*** Opening of Material supplied ***

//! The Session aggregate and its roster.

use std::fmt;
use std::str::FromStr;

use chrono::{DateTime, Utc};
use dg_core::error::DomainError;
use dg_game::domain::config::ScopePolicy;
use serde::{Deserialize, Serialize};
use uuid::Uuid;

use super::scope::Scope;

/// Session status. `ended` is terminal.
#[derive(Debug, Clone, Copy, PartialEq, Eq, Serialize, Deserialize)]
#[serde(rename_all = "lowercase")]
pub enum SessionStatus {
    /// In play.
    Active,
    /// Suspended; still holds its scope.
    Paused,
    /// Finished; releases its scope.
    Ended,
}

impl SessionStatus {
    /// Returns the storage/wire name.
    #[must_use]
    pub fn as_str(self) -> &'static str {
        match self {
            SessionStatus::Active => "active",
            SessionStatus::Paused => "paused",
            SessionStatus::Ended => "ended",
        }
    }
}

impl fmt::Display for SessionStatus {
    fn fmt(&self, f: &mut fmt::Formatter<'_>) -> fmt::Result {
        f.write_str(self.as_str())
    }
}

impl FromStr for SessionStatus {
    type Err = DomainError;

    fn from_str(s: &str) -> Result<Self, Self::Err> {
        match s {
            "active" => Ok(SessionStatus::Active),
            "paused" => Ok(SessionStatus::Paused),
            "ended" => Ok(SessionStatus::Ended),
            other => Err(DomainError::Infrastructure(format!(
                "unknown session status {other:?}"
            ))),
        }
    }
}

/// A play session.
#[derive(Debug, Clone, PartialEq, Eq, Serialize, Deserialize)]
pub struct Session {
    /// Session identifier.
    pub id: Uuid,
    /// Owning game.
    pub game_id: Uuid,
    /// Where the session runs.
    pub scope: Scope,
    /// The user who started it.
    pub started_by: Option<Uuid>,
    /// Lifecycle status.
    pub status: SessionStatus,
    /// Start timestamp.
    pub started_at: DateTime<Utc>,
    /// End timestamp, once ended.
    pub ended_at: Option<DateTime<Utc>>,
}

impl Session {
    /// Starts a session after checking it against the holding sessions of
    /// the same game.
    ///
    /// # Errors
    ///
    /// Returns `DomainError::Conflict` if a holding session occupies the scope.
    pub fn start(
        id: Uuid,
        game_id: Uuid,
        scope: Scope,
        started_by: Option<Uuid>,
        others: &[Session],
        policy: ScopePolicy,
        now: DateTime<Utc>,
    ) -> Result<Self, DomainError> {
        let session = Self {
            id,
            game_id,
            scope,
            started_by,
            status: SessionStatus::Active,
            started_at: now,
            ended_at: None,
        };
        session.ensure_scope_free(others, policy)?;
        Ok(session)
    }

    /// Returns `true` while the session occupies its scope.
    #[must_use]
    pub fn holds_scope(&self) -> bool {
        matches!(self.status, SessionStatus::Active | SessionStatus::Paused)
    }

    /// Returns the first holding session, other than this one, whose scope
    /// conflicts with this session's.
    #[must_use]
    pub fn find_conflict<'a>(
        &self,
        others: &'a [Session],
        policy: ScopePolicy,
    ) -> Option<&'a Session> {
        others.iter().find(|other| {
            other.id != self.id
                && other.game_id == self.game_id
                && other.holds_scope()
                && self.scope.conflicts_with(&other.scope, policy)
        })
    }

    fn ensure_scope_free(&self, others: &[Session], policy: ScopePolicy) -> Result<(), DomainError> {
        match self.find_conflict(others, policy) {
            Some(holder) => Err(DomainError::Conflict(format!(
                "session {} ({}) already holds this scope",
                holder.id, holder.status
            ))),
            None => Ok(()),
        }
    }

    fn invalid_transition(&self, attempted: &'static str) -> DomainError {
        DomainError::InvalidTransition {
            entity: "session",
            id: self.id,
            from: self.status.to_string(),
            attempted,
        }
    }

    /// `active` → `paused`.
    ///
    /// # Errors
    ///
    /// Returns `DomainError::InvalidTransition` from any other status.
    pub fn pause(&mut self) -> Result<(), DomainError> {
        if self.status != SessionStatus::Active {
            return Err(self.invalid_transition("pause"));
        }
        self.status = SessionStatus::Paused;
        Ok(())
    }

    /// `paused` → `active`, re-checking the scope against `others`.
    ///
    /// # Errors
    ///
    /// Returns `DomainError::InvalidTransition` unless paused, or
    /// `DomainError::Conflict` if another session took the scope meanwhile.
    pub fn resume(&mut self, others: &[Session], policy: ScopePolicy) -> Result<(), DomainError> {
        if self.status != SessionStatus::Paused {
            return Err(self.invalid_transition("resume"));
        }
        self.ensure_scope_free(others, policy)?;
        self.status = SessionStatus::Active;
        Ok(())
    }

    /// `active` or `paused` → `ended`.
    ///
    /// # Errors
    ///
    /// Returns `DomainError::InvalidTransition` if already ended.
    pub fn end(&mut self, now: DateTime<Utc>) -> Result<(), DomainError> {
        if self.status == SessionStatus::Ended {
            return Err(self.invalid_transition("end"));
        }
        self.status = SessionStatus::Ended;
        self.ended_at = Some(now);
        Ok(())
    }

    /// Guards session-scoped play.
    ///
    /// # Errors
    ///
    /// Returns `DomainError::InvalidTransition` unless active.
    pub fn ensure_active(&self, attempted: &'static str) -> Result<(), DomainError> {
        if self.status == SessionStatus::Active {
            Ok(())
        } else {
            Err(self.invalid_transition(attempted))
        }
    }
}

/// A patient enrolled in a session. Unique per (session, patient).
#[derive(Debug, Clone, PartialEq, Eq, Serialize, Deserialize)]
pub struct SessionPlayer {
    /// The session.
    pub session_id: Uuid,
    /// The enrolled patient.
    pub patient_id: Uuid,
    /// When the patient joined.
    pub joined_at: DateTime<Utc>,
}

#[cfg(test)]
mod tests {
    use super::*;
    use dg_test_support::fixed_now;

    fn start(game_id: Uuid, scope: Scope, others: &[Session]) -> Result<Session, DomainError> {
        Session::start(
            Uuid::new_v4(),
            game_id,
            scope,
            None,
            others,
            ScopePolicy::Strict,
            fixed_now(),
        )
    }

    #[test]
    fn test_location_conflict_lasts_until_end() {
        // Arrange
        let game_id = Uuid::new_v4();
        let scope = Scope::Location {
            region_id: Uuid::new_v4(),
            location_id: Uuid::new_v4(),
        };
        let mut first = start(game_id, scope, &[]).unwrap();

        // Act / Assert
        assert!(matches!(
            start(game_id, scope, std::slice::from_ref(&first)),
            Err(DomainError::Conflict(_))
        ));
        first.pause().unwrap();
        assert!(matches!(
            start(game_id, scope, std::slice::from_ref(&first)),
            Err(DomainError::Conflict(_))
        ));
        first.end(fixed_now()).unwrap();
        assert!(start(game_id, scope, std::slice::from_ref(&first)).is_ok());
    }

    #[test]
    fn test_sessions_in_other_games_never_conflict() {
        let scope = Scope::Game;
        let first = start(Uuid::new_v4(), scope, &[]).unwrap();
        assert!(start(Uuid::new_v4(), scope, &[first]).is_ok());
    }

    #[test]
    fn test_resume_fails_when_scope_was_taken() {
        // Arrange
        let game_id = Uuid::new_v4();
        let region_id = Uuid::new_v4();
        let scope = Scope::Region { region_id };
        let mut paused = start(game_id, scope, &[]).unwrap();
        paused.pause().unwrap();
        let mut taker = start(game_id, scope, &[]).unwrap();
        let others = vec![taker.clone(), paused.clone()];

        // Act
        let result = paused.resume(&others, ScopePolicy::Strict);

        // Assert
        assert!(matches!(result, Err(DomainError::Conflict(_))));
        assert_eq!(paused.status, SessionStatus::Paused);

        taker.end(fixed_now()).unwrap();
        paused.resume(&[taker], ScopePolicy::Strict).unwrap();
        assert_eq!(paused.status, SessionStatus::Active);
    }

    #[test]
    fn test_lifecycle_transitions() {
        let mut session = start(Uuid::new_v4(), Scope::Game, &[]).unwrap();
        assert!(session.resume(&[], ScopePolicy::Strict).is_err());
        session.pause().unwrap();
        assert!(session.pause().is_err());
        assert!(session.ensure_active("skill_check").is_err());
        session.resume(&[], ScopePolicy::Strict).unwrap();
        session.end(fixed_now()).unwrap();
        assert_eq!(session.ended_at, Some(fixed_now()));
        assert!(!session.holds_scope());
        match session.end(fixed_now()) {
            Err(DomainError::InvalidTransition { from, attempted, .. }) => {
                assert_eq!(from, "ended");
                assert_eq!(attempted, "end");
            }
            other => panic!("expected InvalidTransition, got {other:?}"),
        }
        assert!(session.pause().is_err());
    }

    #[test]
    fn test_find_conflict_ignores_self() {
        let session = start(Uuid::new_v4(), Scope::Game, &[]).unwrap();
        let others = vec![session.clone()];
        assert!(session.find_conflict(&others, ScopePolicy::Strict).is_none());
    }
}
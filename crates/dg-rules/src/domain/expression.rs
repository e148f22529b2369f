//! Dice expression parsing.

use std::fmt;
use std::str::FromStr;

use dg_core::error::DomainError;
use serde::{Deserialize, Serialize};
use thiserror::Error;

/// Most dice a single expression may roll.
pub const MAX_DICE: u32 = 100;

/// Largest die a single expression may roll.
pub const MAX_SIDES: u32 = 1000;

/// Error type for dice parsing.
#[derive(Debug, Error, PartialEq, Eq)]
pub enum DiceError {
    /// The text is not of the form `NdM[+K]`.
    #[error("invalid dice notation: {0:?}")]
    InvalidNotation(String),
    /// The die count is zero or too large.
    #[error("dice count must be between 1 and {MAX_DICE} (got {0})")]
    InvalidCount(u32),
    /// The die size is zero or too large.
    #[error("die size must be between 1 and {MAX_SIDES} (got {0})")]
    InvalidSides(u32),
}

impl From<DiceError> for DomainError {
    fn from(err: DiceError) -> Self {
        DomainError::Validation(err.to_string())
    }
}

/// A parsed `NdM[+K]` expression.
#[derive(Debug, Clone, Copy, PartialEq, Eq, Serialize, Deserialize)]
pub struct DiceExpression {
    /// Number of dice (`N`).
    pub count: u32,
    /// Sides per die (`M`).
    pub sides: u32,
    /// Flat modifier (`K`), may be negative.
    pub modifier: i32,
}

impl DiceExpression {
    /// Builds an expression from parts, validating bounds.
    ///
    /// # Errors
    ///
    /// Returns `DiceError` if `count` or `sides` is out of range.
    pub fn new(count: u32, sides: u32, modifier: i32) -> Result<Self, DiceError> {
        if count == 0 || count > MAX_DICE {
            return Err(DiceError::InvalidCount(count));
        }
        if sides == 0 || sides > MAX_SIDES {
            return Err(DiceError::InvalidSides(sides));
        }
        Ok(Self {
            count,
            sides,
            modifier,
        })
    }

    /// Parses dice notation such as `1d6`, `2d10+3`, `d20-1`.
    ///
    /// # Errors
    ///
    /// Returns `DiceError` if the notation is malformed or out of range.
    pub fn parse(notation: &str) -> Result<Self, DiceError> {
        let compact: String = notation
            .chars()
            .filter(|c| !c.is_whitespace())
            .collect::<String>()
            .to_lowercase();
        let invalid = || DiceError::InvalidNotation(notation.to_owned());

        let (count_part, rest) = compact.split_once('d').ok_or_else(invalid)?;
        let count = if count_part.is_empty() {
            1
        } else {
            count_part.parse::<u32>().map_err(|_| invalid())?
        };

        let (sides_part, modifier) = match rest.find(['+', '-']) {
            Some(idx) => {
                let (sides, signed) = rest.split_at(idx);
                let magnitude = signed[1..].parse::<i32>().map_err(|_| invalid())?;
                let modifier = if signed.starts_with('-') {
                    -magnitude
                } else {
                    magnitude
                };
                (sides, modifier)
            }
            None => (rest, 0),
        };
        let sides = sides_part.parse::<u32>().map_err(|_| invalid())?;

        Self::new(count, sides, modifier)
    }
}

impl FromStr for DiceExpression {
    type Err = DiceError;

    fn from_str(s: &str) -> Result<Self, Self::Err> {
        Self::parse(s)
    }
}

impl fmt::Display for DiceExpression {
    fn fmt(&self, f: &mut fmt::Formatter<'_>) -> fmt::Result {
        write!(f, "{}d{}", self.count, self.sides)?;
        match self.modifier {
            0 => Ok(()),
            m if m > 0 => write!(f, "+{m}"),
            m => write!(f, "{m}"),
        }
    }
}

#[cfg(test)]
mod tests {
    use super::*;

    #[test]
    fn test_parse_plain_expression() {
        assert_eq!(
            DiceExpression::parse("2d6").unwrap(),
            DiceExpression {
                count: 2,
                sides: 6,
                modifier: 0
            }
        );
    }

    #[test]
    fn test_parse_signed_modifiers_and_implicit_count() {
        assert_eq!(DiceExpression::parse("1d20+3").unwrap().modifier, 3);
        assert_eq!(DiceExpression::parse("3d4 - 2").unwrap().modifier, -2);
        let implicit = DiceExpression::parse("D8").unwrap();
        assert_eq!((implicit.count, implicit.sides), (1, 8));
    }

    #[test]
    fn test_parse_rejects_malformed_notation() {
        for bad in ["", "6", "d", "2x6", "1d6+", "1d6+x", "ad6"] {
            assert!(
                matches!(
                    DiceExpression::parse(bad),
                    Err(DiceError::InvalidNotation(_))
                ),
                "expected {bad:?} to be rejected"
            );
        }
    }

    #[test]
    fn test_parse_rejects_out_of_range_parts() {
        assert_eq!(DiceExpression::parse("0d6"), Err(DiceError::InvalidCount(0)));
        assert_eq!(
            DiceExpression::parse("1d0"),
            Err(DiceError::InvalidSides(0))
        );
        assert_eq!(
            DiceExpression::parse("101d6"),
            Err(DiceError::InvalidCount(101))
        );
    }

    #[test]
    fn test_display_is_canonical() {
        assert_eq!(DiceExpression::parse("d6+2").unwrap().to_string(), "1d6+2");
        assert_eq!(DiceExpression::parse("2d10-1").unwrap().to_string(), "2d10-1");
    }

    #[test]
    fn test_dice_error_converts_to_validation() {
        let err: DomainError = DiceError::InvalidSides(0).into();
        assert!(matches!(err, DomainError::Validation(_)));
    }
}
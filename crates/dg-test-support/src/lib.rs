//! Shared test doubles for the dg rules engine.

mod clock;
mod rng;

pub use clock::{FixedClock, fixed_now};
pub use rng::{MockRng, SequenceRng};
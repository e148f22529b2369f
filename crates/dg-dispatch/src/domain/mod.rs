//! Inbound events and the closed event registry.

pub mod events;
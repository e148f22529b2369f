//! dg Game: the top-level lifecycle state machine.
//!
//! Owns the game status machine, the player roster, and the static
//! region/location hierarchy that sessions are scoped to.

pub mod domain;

*** Close of Material supplied ***

● Task item
Quote the listing above, but only from the line that shows "f.write_str(self.as_str())" through the line that shows "A play session.".

● Solution to this task
        f.write_str(self.as_str())
    }
}

impl FromStr for SessionStatus {
    type Err = DomainError;

    fn from_str(s: &str) -> Result<Self, Self::Err> {
        match s {
            "active" => Ok(SessionStatus::Active),
            "paused" => Ok(SessionStatus::Paused),
            "ended" => Ok(SessionStatus::Ended),
            other => Err(DomainError::Infrastructure(format!(
                "unknown session status {other:?}"
            ))),
        }
    }
}

/// A play session.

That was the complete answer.